HOY EMPIEZA en Salamanca la XV Cumbre Iberoamericana de jefes de Estado y de Gobierno, con la aspiración de profundizar en la transformación de este foro en un agente activo para solucionar problemas en el espacio que compartimos. No se trata de atribuirles a estas reuniones unos objetivos que no tienen, de integración política o de libre comercio. Pero sí se trata de que, más allá de la retórica, se fortalezca la capacidad de las cumbres como instrumentos de defensa y potenciación de una identidad común, de unos lazos históricos que perviven y de una cosmovisión y una cultura que nos unen. Porque la defensa de esto es, a la postre, la multiplicación de lo que compartimos: eso que ya llamamos el espacio iberoamericano, y que tiene cada vez más reconocimiento y vigor. El espacio de dos idiomas hermanos: el español y el portugués, que, como se demuestra en el Parlatino de São Paulo, no necesitan de intérpretes ni de traductores. Eugenio Montes, autor gallego discutido por su ideario político pero no por la calidad de su pluma, decía que «el español que sólo conoce España es un viceespañol; para ser español plenamente, sobre todo en el hombre de letras, hace falta conocer la América de nuestro verbo». Y en esto tenía razón.

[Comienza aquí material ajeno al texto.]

//! Tree and node records

use sqlx::SqlitePool;

use crate::utils::*;
use treebranch_types::prelude::*;
use treebranch_types::store_adapter::{ListNodeOptions, UpdateNodeData};
use treebranch_types::tree::{Node, Tree};

pub(crate) async fn read_tree(db: &SqlitePool, tree_id: &str) -> TbResult<Option<Tree>> {
	let row = sqlx::query("SELECT doc FROM trees WHERE tree_id = ?")
		.bind(tree_id)
		.fetch_optional(db)
		.await;
	map_opt(row)
}

pub(crate) async fn create_tree(db: &SqlitePool, tree: &Tree) -> TbResult<()> {
	let doc = encode(tree)?;
	db_err(
		sqlx::query("INSERT INTO trees (tree_id, organization_id, doc) VALUES (?, ?, ?)")
			.bind(&tree.id)
			.bind(tree.organization_id.as_deref())
			.bind(doc)
			.execute(db)
			.await,
	)?;
	Ok(())
}

pub(crate) async fn read(db: &SqlitePool, node_id: &str) -> TbResult<Option<Node>> {
	let row = sqlx::query("SELECT doc FROM nodes WHERE node_id = ?")
		.bind(node_id)
		.fetch_optional(db)
		.await;
	map_opt(row)
}

/// List nodes with optional filtering, ordered by display order
pub(crate) async fn list(db: &SqlitePool, opts: &ListNodeOptions) -> TbResult<Vec<Node>> {
	let mut query = sqlx::QueryBuilder::new("SELECT doc FROM nodes WHERE 1=1");

	if let Some(tree_id) = &opts.tree_id {
		query.push(" AND tree_id = ").push_bind(tree_id.as_str());
	}
	if let Some(parent_id) = &opts.parent_id {
		query.push(" AND parent_id = ").push_bind(parent_id.as_str());
	}
	if let Some(prefix) = &opts.id_prefix {
		query.push(" AND instr(node_id, ").push_bind(prefix.as_str()).push(") = 1");
	}
	if let Some(ids) = &opts.ids {
		if ids.is_empty() {
			return Ok(Vec::new());
		}
		query.push(" AND node_id IN ");
		query = push_in(query, ids);
	}
	query.push(" ORDER BY ord, node_id");

	collect_res(query.build().fetch_all(db).await)
}

pub(crate) async fn create(db: &SqlitePool, node: &Node) -> TbResult<()> {
	let doc = encode(node)?;
	db_err(
		sqlx::query("INSERT INTO nodes (node_id, tree_id, parent_id, ord, doc) VALUES (?, ?, ?, ?, ?)")
			.bind(&node.id)
			.bind(&node.tree_id)
			.bind(node.parent_id.as_deref())
			.bind(node.order)
			.bind(doc)
			.execute(db)
			.await,
	)?;
	Ok(())
}

/// Applies the patch to the stored document in one transaction
pub(crate) async fn update(db: &SqlitePool, node_id: &str, data: &UpdateNodeData) -> TbResult<()> {
	let mut tx = db_err(db.begin().await)?;

	let row = sqlx::query("SELECT doc FROM nodes WHERE node_id = ?")
		.bind(node_id)
		.fetch_optional(&mut *tx)
		.await;
	let mut node: Node = map_opt(row)?.ok_or(Error::NotFound)?;
	data.apply_to(&mut node);

	let doc = encode(&node)?;
	db_err(
		sqlx::query("UPDATE nodes SET parent_id = ?, doc = ? WHERE node_id = ?")
			.bind(node.parent_id.as_deref())
			.bind(doc)
			.bind(node_id)
			.execute(&mut *tx)
			.await,
	)?;
	db_err(tx.commit().await)
}

pub(crate) async fn delete(db: &SqlitePool, node_id: &str) -> TbResult<()> {
	let res = db_err(sqlx::query("DELETE FROM nodes WHERE node_id = ?").bind(node_id).execute(db).await)?;
	if res.rows_affected() == 0 {
		return Err(Error::NotFound);
	}
	Ok(())
}

// vim: ts=4
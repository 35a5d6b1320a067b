//! Subtree duplication engine for TreeBranch configuration trees.
//!
//! [`duplicate_subtree`] copies a node, its descendants and every capacity
//! they own (formulas, conditions, tables, variables, select and number
//! configurations). References between copied records are rewritten so the
//! copy works on its own, references leaving the subtree are resolved by
//! policy. Copies are named with a suffix token, and running the same
//! duplication twice reuses the copies of the first run.

pub(crate) mod capacity;
pub mod collect;
pub mod context;
pub mod events;
pub(crate) mod node_clone;
pub mod options;
pub(crate) mod parent;
pub mod plan;
pub mod reference;
pub mod service;
pub mod suffix;
pub(crate) mod sync;

pub use context::{DanglingReference, DuplicateResult, SkippedCapacity};
pub use events::{CollectingEventSink, TracingEventSink};
pub use options::{DuplicateOptions, DuplicatorConfig};
pub use service::{Engine, duplicate_subtree};
pub use suffix::SuffixPolicy;

// vim: ts=4
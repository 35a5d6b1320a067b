//! Capacity event sinks

use parking_lot::Mutex;

use treebranch_types::event_sink::{CapacityEvent, CapacityEventSink};
use treebranch_types::prelude::*;

/// Writes capacity events to the log
#[derive(Debug, Default)]
pub struct TracingEventSink;

impl CapacityEventSink for TracingEventSink {
	fn record(&self, event: CapacityEvent) {
		info!(
			owner = %event.owner_node_id,
			capacity = %event.capacity_id,
			kind = %event.kind,
			refs = ?event.referenced_node_ids,
			repeater = ?event.repeat_context.as_ref().map(|c| c.repeater_node_id.as_str()),
			"capacity copied"
		);
	}
}

/// Keeps capacity events in memory
#[derive(Debug, Default)]
pub struct CollectingEventSink {
	events: Mutex<Vec<CapacityEvent>>,
}

impl CollectingEventSink {
	pub fn new() -> Self {
		Self::default()
	}

	pub fn events(&self) -> Vec<CapacityEvent> {
		self.events.lock().clone()
	}

	pub fn take(&self) -> Vec<CapacityEvent> {
		std::mem::take(&mut *self.events.lock())
	}
}

impl CapacityEventSink for CollectingEventSink {
	fn record(&self, event: CapacityEvent) {
		self.events.lock().push(event);
	}
}

// vim: ts=4
#![forbid(unsafe_code)]

//! In-memory implementation of `TreeStoreAdapter`.
//!
//! Records live in ordered maps behind one async lock. Creating a record
//! whose id is already taken fails like a primary key violation would.
//! Record ids can be marked as failing to exercise error paths.

use async_trait::async_trait;
use std::collections::{BTreeMap, HashSet};
use std::sync::Arc;
use tokio::sync::RwLock;
use tracing::debug;

use treebranch_types::prelude::*;
use treebranch_types::store_adapter::*;
use treebranch_types::tree::*;

#[derive(Debug, Default)]
struct Records {
	trees: BTreeMap<String, Tree>,
	nodes: BTreeMap<String, Node>,
	formulas: BTreeMap<String, Formula>,
	conditions: BTreeMap<String, Condition>,
	tables: BTreeMap<String, Table>,
	columns: BTreeMap<String, TableColumn>,
	rows: BTreeMap<String, TableRow>,
	variables: BTreeMap<String, Variable>,
	select_configs: BTreeMap<String, SelectConfig>,
	number_configs: BTreeMap<String, NumberConfig>,
	failing: HashSet<String>,
}

/// Number of stored records per entity class
#[derive(Debug, Clone, Copy, Default, PartialEq, Eq)]
pub struct StoreCounts {
	pub nodes: usize,
	pub formulas: usize,
	pub conditions: usize,
	pub tables: usize,
	pub columns: usize,
	pub rows: usize,
	pub variables: usize,
	pub select_configs: usize,
	pub number_configs: usize,
}

#[derive(Debug, Default, Clone)]
pub struct TreeStoreAdapterMemory {
	records: Arc<RwLock<Records>>,
}

impl TreeStoreAdapterMemory {
	pub fn new() -> Self {
		Self::default()
	}

	/// Makes every later create or update of a record with this id fail
	pub async fn fail_on_create(&self, id: impl Into<String>) {
		self.records.write().await.failing.insert(id.into());
	}

	pub async fn counts(&self) -> StoreCounts {
		let records = self.records.read().await;
		StoreCounts {
			nodes: records.nodes.len(),
			formulas: records.formulas.len(),
			conditions: records.conditions.len(),
			tables: records.tables.len(),
			columns: records.columns.len(),
			rows: records.rows.len(),
			variables: records.variables.len(),
			select_configs: records.select_configs.len(),
			number_configs: records.number_configs.len(),
		}
	}
}

/// Inserts `record` under `id`, failing on a taken or failing id
fn insert<T: Clone>(
	map: &mut BTreeMap<String, T>,
	failing: &HashSet<String>,
	id: &str,
	record: &T,
) -> TbResult<()> {
	if failing.contains(id) {
		debug!(id = %id, "injected create failure");
		return Err(Error::DbError);
	}
	if map.contains_key(id) {
		debug!(id = %id, "duplicate id");
		return Err(Error::DbError);
	}
	map.insert(id.to_string(), record.clone());
	Ok(())
}

/// Records of `map` selected by `filter`, in `(order, id)` order
fn sorted_by_order<T: Clone>(
	map: &BTreeMap<String, T>,
	filter: impl Fn(&T) -> bool,
	order: impl Fn(&T) -> i64,
) -> Vec<T> {
	let mut out: Vec<T> = map.values().filter(|r| filter(r)).cloned().collect();
	// Stable sort keeps the id order among equal keys
	out.sort_by_key(order);
	out
}

#[async_trait]
impl TreeStoreAdapter for TreeStoreAdapterMemory {
	async fn read_tree(&self, tree_id: &str) -> TbResult<Option<Tree>> {
		Ok(self.records.read().await.trees.get(tree_id).cloned())
	}

	async fn create_tree(&self, tree: &Tree) -> TbResult<()> {
		let mut records = self.records.write().await;
		let Records { trees, failing, .. } = &mut *records;
		insert(trees, failing, &tree.id, tree)
	}

	async fn read_node(&self, node_id: &str) -> TbResult<Option<Node>> {
		Ok(self.records.read().await.nodes.get(node_id).cloned())
	}

	async fn list_nodes(&self, opts: &ListNodeOptions) -> TbResult<Vec<Node>> {
		let records = self.records.read().await;
		Ok(sorted_by_order(&records.nodes, |n| opts.matches(n), |n| n.order))
	}

	async fn create_node(&self, node: &Node) -> TbResult<()> {
		let mut records = self.records.write().await;
		let Records { nodes, failing, .. } = &mut *records;
		insert(nodes, failing, &node.id, node)
	}

	async fn update_node(&self, node_id: &str, data: &UpdateNodeData) -> TbResult<()> {
		let mut records = self.records.write().await;
		if records.failing.contains(node_id) {
			return Err(Error::DbError);
		}
		let node = records.nodes.get_mut(node_id).ok_or(Error::NotFound)?;
		data.apply_to(node);
		Ok(())
	}

	async fn delete_node(&self, node_id: &str) -> TbResult<()> {
		self.records.write().await.nodes.remove(node_id).map(|_| ()).ok_or(Error::NotFound)
	}

	async fn read_formula(&self, formula_id: &str) -> TbResult<Option<Formula>> {
		Ok(self.records.read().await.formulas.get(formula_id).cloned())
	}

	async fn list_formulas(&self, node_id: &str) -> TbResult<Vec<Formula>> {
		let records = self.records.read().await;
		Ok(sorted_by_order(&records.formulas, |f| f.node_id == node_id, |f| f.order))
	}

	async fn create_formula(&self, formula: &Formula) -> TbResult<()> {
		let mut records = self.records.write().await;
		let Records { formulas, failing, .. } = &mut *records;
		insert(formulas, failing, &formula.id, formula)
	}

	async fn read_condition(&self, condition_id: &str) -> TbResult<Option<Condition>> {
		Ok(self.records.read().await.conditions.get(condition_id).cloned())
	}

	async fn list_conditions(&self, node_id: &str) -> TbResult<Vec<Condition>> {
		let records = self.records.read().await;
		Ok(sorted_by_order(&records.conditions, |c| c.node_id == node_id, |c| c.order))
	}

	async fn create_condition(&self, condition: &Condition) -> TbResult<()> {
		let mut records = self.records.write().await;
		let Records { conditions, failing, .. } = &mut *records;
		insert(conditions, failing, &condition.id, condition)
	}

	async fn read_table(&self, table_id: &str) -> TbResult<Option<Table>> {
		Ok(self.records.read().await.tables.get(table_id).cloned())
	}

	async fn list_tables(&self, node_id: &str) -> TbResult<Vec<Table>> {
		let records = self.records.read().await;
		Ok(sorted_by_order(&records.tables, |t| t.node_id == node_id, |t| t.order))
	}

	async fn create_table(&self, table: &Table) -> TbResult<()> {
		let mut records = self.records.write().await;
		if !records.nodes.contains_key(&table.node_id) {
			debug!(table_id = %table.id, node_id = %table.node_id, "table owner missing");
			return Err(Error::DbError);
		}
		let Records { tables, failing, .. } = &mut *records;
		insert(tables, failing, &table.id, table)
	}

	async fn list_table_columns(&self, table_id: &str) -> TbResult<Vec<TableColumn>> {
		let records = self.records.read().await;
		Ok(sorted_by_order(&records.columns, |c| c.table_id == table_id, |c| c.column_index))
	}

	async fn create_table_column(&self, column: &TableColumn) -> TbResult<()> {
		let mut records = self.records.write().await;
		let Records { columns, failing, .. } = &mut *records;
		insert(columns, failing, &column.id, column)
	}

	async fn list_table_rows(&self, table_id: &str) -> TbResult<Vec<TableRow>> {
		let records = self.records.read().await;
		Ok(sorted_by_order(&records.rows, |r| r.table_id == table_id, |r| r.row_index))
	}

	async fn create_table_row(&self, row: &TableRow) -> TbResult<()> {
		let mut records = self.records.write().await;
		let Records { rows, failing, .. } = &mut *records;
		insert(rows, failing, &row.id, row)
	}

	async fn read_variable(&self, variable_id: &str) -> TbResult<Option<Variable>> {
		Ok(self.records.read().await.variables.get(variable_id).cloned())
	}

	async fn list_variables(&self, opts: &ListVariableOptions) -> TbResult<Vec<Variable>> {
		let records = self.records.read().await;
		Ok(records.variables.values().filter(|v| opts.matches(v)).cloned().collect())
	}

	async fn create_variable(&self, variable: &Variable) -> TbResult<()> {
		let mut records = self.records.write().await;
		let Records { variables, failing, .. } = &mut *records;
		insert(variables, failing, &variable.id, variable)
	}

	async fn read_select_config(&self, node_id: &str) -> TbResult<Option<SelectConfig>> {
		let records = self.records.read().await;
		Ok(records.select_configs.values().find(|c| c.node_id == node_id).cloned())
	}

	async fn create_select_config(&self, config: &SelectConfig) -> TbResult<()> {
		let mut records = self.records.write().await;
		if records.select_configs.values().any(|c| c.node_id == config.node_id) {
			return Err(Error::DbError);
		}
		let Records { select_configs, failing, .. } = &mut *records;
		insert(select_configs, failing, &config.id, config)
	}

	async fn read_number_config(&self, node_id: &str) -> TbResult<Option<NumberConfig>> {
		let records = self.records.read().await;
		Ok(records.number_configs.values().find(|c| c.node_id == node_id).cloned())
	}

	async fn create_number_config(&self, config: &NumberConfig) -> TbResult<()> {
		let mut records = self.records.write().await;
		if records.number_configs.values().any(|c| c.node_id == config.node_id) {
			return Err(Error::DbError);
		}
		let Records { number_configs, failing, .. } = &mut *records;
		insert(number_configs, failing, &config.id, config)
	}
}

#[cfg(test)]
mod tests {
	#![allow(clippy::unwrap_used)]

	use super::*;
	use serde_json::json;

	fn node(id: &str, parent: Option<&str>, order: i64) -> Node {
		Node {
			id: id.into(),
			tree_id: "t1".into(),
			parent_id: parent.map(Into::into),
			label: id.into(),
			order,
			..Node::default()
		}
	}

	#[tokio::test]
	async fn test_create_rejects_duplicate_id() {
		let store = TreeStoreAdapterMemory::new();
		store.create_node(&node("a", None, 0)).await.unwrap();
		assert!(matches!(store.create_node(&node("a", None, 1)).await, Err(Error::DbError)));
		assert_eq!(store.counts().await.nodes, 1);
	}

	#[tokio::test]
	async fn test_list_nodes_by_order() {
		let store = TreeStoreAdapterMemory::new();
		store.create_node(&node("root", None, 0)).await.unwrap();
		store.create_node(&node("b", Some("root"), 2)).await.unwrap();
		store.create_node(&node("a", Some("root"), 2)).await.unwrap();
		store.create_node(&node("c", Some("root"), 1)).await.unwrap();

		let opts = ListNodeOptions { parent_id: Some("root".into()), ..ListNodeOptions::default() };
		let ids: Vec<String> = store.list_nodes(&opts).await.unwrap().into_iter().map(|n| n.id).collect();
		assert_eq!(ids, vec!["c", "a", "b"]);
	}

	#[tokio::test]
	async fn test_update_node() {
		let store = TreeStoreAdapterMemory::new();
		store.create_node(&node("a", None, 0)).await.unwrap();
		let update = UpdateNodeData {
			has_formula: Patch::Value(true),
			formula_active_id: Patch::Value("f1".into()),
			..UpdateNodeData::default()
		};
		store.update_node("a", &update).await.unwrap();
		let a = store.read_node("a").await.unwrap().unwrap();
		assert!(a.has_formula);
		assert_eq!(a.formula_active_id.as_deref(), Some("f1"));

		assert!(matches!(store.update_node("missing", &update).await, Err(Error::NotFound)));
	}

	#[tokio::test]
	async fn test_table_requires_owner() {
		let store = TreeStoreAdapterMemory::new();
		let table = Table { id: "tbl".into(), node_id: "a".into(), meta: json!({}), ..Table::default() };
		assert!(store.create_table(&table).await.is_err());
		store.create_node(&node("a", None, 0)).await.unwrap();
		store.create_table(&table).await.unwrap();
		assert_eq!(store.list_tables("a").await.unwrap().len(), 1);
	}

	#[tokio::test]
	async fn test_fail_on_create() {
		let store = TreeStoreAdapterMemory::new();
		store.fail_on_create("f1").await;
		let formula = Formula { id: "f1".into(), node_id: "a".into(), ..Formula::default() };
		assert!(store.create_formula(&formula).await.is_err());
		assert_eq!(store.counts().await.formulas, 0);
	}

	#[tokio::test]
	async fn test_one_select_config_per_node() {
		let store = TreeStoreAdapterMemory::new();
		let config = SelectConfig { id: "s1".into(), node_id: "a".into(), ..SelectConfig::default() };
		store.create_select_config(&config).await.unwrap();
		let again = SelectConfig { id: "s2".into(), ..config };
		assert!(store.create_select_config(&again).await.is_err());
		assert_eq!(store.read_select_config("a").await.unwrap().unwrap().id, "s1");
	}
}

// vim: ts=4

He tenido ocasión de recorrer la América hispano-lusohablante y no he descubierto en ella más que ricos vestigios de un tronco común. Por ello es tan nuestra (es decir, tan iberoamericana) la literatura de Gabriel García Márquez, Augusto Roa Bastos o Julio Cortázar como la de Gonzalo Torrente Ballester, Álvaro Cunqueiro o Arturo Pérez Reverte. No es posible sentirse en el extranjero cuando se aterriza en cualquiera de los aeropuertos de países hispanohablantes de allende el Atlántico, como no se sienten extraños los de allá cuando llegan a Madrid, a Santiago de Compostela o a Lisboa. Porque estamos unidos, más allá de nuestra propia voluntad de estarlo. Unidos por lo que somos. Algo tan inevitable como deseable. Tan fantástico que asombra. Cientos de millones de almas que alientan un mismo espíritu, una misma forma de ver el mundo, un sentimiento común que es, a la vez, diverso. Sobre esta base debe alzarse la utilidad de cumbres como la que hoy empieza.